As far as the content itself, they were able to create their own internal tool that allowed for easy translation of templates. The modularity and customizable nature of Designer let them give template designers an easy way to localize content, again making the template creation process as efficient as possible.

Points of integration

Printing.com had defined a number of features that required integration, and again, the very foundation of Silicon Designer was crucial in meeting their goals. They had, for example, multiple forms of image galleries that they wanted to use as asset sources. Not only could clients upload their own images and maintain libraries of uploaded assets, but the Printing.com sites integrated with stock photo services such as Fotolia.
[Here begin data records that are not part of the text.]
//! Bucket id cache in client storage.
//!
//! The server owns the bucket list; the client keeps a JSON copy under
//! [`BUCKETS_STORAGE_KEY`] so it can offer the list back on the next load.
//! Nothing on this path is allowed to fail loudly: every storage or parse
//! problem is logged and swallowed.

#[cfg(test)]
#[path = "buckets_test.rs"]
mod buckets_test;

use serde_json::Value;

use crate::consts::BUCKETS_STORAGE_KEY;
use crate::event::{Command, bucket_slot};

/// Error from a [`KeyValueStore`] or from decoding its content.
#[derive(Debug, thiserror::Error)]
pub enum StoreError {
    /// No storage is available (private mode, disabled, or not a browser).
    #[error("storage unavailable")]
    Unavailable,
    #[error("storage read failed: {0}")]
    Read(String),
    #[error("storage write failed: {0}")]
    Write(String),
    /// Stored content is not a JSON array of ids.
    #[error("malformed bucket list: {0}")]
    Malformed(#[from] serde_json::Error),
}

/// Minimal string key/value storage, implemented over `localStorage` in the
/// browser.
pub trait KeyValueStore {
    /// Read a value; `Ok(None)` when the key is absent.
    ///
    /// # Errors
    ///
    /// Returns a [`StoreError`] when the backing storage cannot be read.
    fn get(&self, key: &str) -> Result<Option<String>, StoreError>;

    /// Write a value, replacing any previous one.
    ///
    /// # Errors
    ///
    /// Returns a [`StoreError`] when the backing storage rejects the write.
    fn set(&self, key: &str, value: &str) -> Result<(), StoreError>;
}

/// Decode a stored bucket list.
///
/// # Errors
///
/// Returns [`StoreError::Malformed`] unless `raw` is a JSON array.
pub fn decode(raw: &str) -> Result<Vec<Option<String>>, StoreError> {
    let slots: Vec<Value> = serde_json::from_str(raw)?;
    Ok(slots.iter().map(bucket_slot).collect())
}

/// Encode a bucket list, nulling out empty slots.
///
/// # Errors
///
/// Returns [`StoreError::Malformed`] if serialization fails.
pub fn encode(buckets: &[Option<String>]) -> Result<String, StoreError> {
    let slots: Vec<Option<&str>> =
        buckets.iter().map(|slot| slot.as_deref().filter(|id| !id.is_empty())).collect();
    Ok(serde_json::to_string(&slots)?)
}

/// Read the cached list and build the `restore_buckets` command for it.
///
/// Returns `None` (after logging) when nothing usable is stored.
pub fn restore<S: KeyValueStore + ?Sized>(store: &S) -> Option<Command> {
    let raw = match store.get(BUCKETS_STORAGE_KEY) {
        Ok(Some(raw)) => raw,
        Ok(None) => {
            log::debug!("buckets: nothing cached under {BUCKETS_STORAGE_KEY}");
            return None;
        }
        Err(e) => {
            log::warn!("buckets: failed to read cache: {e}");
            return None;
        }
    };
    match decode(&raw) {
        Ok(bucket_ids) => Some(Command::RestoreBuckets { bucket_ids }),
        Err(e) => {
            log::warn!("buckets: ignoring cached list: {e}");
            None
        }
    }
}

/// Write the list back to storage. Returns whether the write succeeded.
pub fn persist<S: KeyValueStore + ?Sized>(store: &S, buckets: &[Option<String>]) -> bool {
    let result = encode(buckets).and_then(|raw| store.set(BUCKETS_STORAGE_KEY, &raw));
    if let Err(e) = result {
        log::warn!("buckets: failed to save cache: {e}");
        return false;
    }
    true
}
//! Pointer, wheel, and touch capture for the grid surface.
//!
//! A drag is tracked between pointer-down and pointer-up; every move sample
//! pans by the inverted delta from the previous sample, so the content
//! follows a "grab and pull" metaphor. Touch works the same way for a single
//! finger. Multi-touch is ignored.

#[cfg(test)]
#[path = "gesture_test.rs"]
mod gesture_test;

use crate::camera::Point;
use crate::engine::{Action, Cursor};
use crate::event::Command;

/// Mouse drag state for one surface.
#[derive(Debug, Clone, Copy, PartialEq, Default)]
pub enum GestureState {
    /// No button held over the surface.
    #[default]
    Idle,
    /// A drag is in progress.
    Dragging {
        /// Previous sample, used to compute the next pan delta.
        last: Point,
    },
}

/// Gesture capture for one mounted surface.
#[derive(Debug, Clone, Default)]
pub struct GestureCapture {
    state: GestureState,
    touch_anchor: Option<Point>,
}

impl GestureCapture {
    #[must_use]
    pub fn new() -> Self {
        Self::default()
    }

    #[must_use]
    pub fn state(&self) -> GestureState {
        self.state
    }

    #[must_use]
    pub fn is_dragging(&self) -> bool {
        matches!(self.state, GestureState::Dragging { .. })
    }

    #[must_use]
    pub fn touch_anchor(&self) -> Option<Point> {
        self.touch_anchor
    }

    /// Pointer pressed over the surface. Presses on links never start a drag.
    pub fn pointer_down(&mut self, pt: Point, on_link: bool) -> Vec<Action> {
        if on_link {
            return Vec::new();
        }
        self.state = GestureState::Dragging { last: pt };
        vec![Action::SetCursor(Cursor::Grabbing)]
    }

    /// Pointer moved anywhere in the window.
    pub fn pointer_move(&mut self, pt: Point) -> Vec<Action> {
        let GestureState::Dragging { last } = self.state else {
            return Vec::new();
        };
        self.state = GestureState::Dragging { last: pt };
        let delta = pt.pull_from(last);
        vec![Action::Send(Command::Pan { dx: delta.x, dy: delta.y })]
    }

    /// Pointer released anywhere in the window.
    pub fn pointer_up(&mut self) -> Vec<Action> {
        self.state = GestureState::Idle;
        vec![Action::SetCursor(Cursor::Idle)]
    }

    /// Wheel over the surface: zoom around the cursor instead of scrolling the page.
    pub fn wheel(&self, delta_y: f64, pt: Point) -> Vec<Action> {
        vec![Action::PreventDefault, Action::Send(Command::Zoom { delta: delta_y, x: pt.x, y: pt.y })]
    }

    pub fn touch_start(&mut self, touches: &[Point]) -> Vec<Action> {
        if let [only] = touches {
            self.touch_anchor = Some(*only);
        }
        Vec::new()
    }

    pub fn touch_move(&mut self, touches: &[Point]) -> Vec<Action> {
        let [only] = touches else {
            return Vec::new();
        };
        let Some(last) = self.touch_anchor else {
            self.touch_anchor = Some(*only);
            return Vec::new();
        };
        self.touch_anchor = Some(*only);
        let delta = only.pull_from(last);
        vec![Action::Send(Command::Pan { dx: delta.x, dy: delta.y })]
    }

    /// Touch lifted. A remaining single finger becomes the new anchor so the
    /// next move does not jump.
    pub fn touch_end(&mut self, remaining: &[Point]) -> Vec<Action> {
        self.touch_anchor = match remaining {
            [only] => Some(*only),
            _ => None,
        };
        Vec::new()
    }

    /// Drop any in-flight gesture (surface detached).
    pub fn reset(&mut self) {
        self.state = GestureState::Idle;
        self.touch_anchor = None;
    }
}
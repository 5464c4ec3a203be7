#[cfg(test)]
#[path = "camera_test.rs"]
mod camera_test;

/// A point or displacement in viewport (CSS pixel) space.
#[derive(Debug, Clone, Copy, PartialEq, Default)]
pub struct Point {
    pub x: f64,
    pub y: f64,
}

impl Point {
    #[must_use]
    pub fn new(x: f64, y: f64) -> Self {
        Self { x, y }
    }

    /// Inverted delta from `last` to `self`: content moves opposite to the cursor.
    #[must_use]
    pub fn pull_from(self, last: Point) -> Point {
        Point { x: -(self.x - last.x), y: -(self.y - last.y) }
    }

    #[must_use]
    pub fn scale(self, factor: f64) -> Point {
        Point { x: self.x * factor, y: self.y * factor }
    }

    #[must_use]
    pub fn is_zero(self) -> bool {
        self.x.abs() < f64::EPSILON && self.y.abs() < f64::EPSILON
    }
}

/// Player and viewport positions as published by the surface.
///
/// Both are read from numeric data attributes; absent or unparseable values
/// read as zero.
#[derive(Debug, Clone, Copy, PartialEq, Default)]
pub struct CameraReading {
    pub player: Point,
    pub viewport: Point,
}

impl CameraReading {
    /// Build a reading from an attribute lookup (`data-player-x` and friends).
    pub fn from_attributes<F>(lookup: F) -> Self
    where
        F: Fn(&str) -> Option<String>,
    {
        let num = |name: &str| lookup(name).and_then(|raw| parse_number(&raw)).unwrap_or(0.0);
        Self {
            player: Point::new(num("data-player-x"), num("data-player-y")),
            viewport: Point::new(num("data-viewport-x"), num("data-viewport-y")),
        }
    }

    /// Offset that moves the viewport onto the player.
    #[must_use]
    pub fn center_offset(&self) -> Point {
        Point { x: self.player.x - self.viewport.x, y: self.player.y - self.viewport.y }
    }
}

fn parse_number(raw: &str) -> Option<f64> {
    match raw.trim().parse::<f64>() {
        Ok(value) if value.is_finite() => Some(value),
        _ => None,
    }
}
Silicon Designer was quite ready for this, as we already had a model to abstract out integration from any image source, whether it be a DAM, a stock photo service, social media, or whatever else might come up. Our system of “drivers” for different asset sources made this easy for us to collaboratively support. They coded the image galleries, and we simply gave them an easy way to plug these into Designer.

Being focused on efficiency, variables were also a big deal to Printing.com: they didn’t want users to have to re-type information that was already known through site interaction (like company names, logos and phone numbers), so they extended the variable data concepts of Designer to support seamless integration with the rest of their web commerce engine.

SAAS

Finally, they were all about production, and their Flyerlink system needed to talk to Silicon Designer in different ways. Here our RESTful services infrastructure and modular architecture helped provide the proper hooks for ensuring a high-degree of back end automation.

Lessons Learned

We are thankful to have met the wonderful people of Printing.com and to have helped them tackle the challenges of web-to-print. It is always nice to work with thought leaders, and it is great to see a deployment stay live for a long time (10 years and counting), while continually evolving to accommodate the ever-changing nature of business and technology.

The experience with this solution reinforced our commitment to extensibility, modularity, and ease of integration. Printing.com has also inspired our ongoing work in making template setup easier and easier. Their unique insight into the world of business collateral, coupled with their requirements for scalability across a global deployment, have proved valuable in informing and testing the Silicon Designer product, as we continue to provide a solid core foundation for online editing, ready to be implemented in very different ways by organizations with profoundly different visions.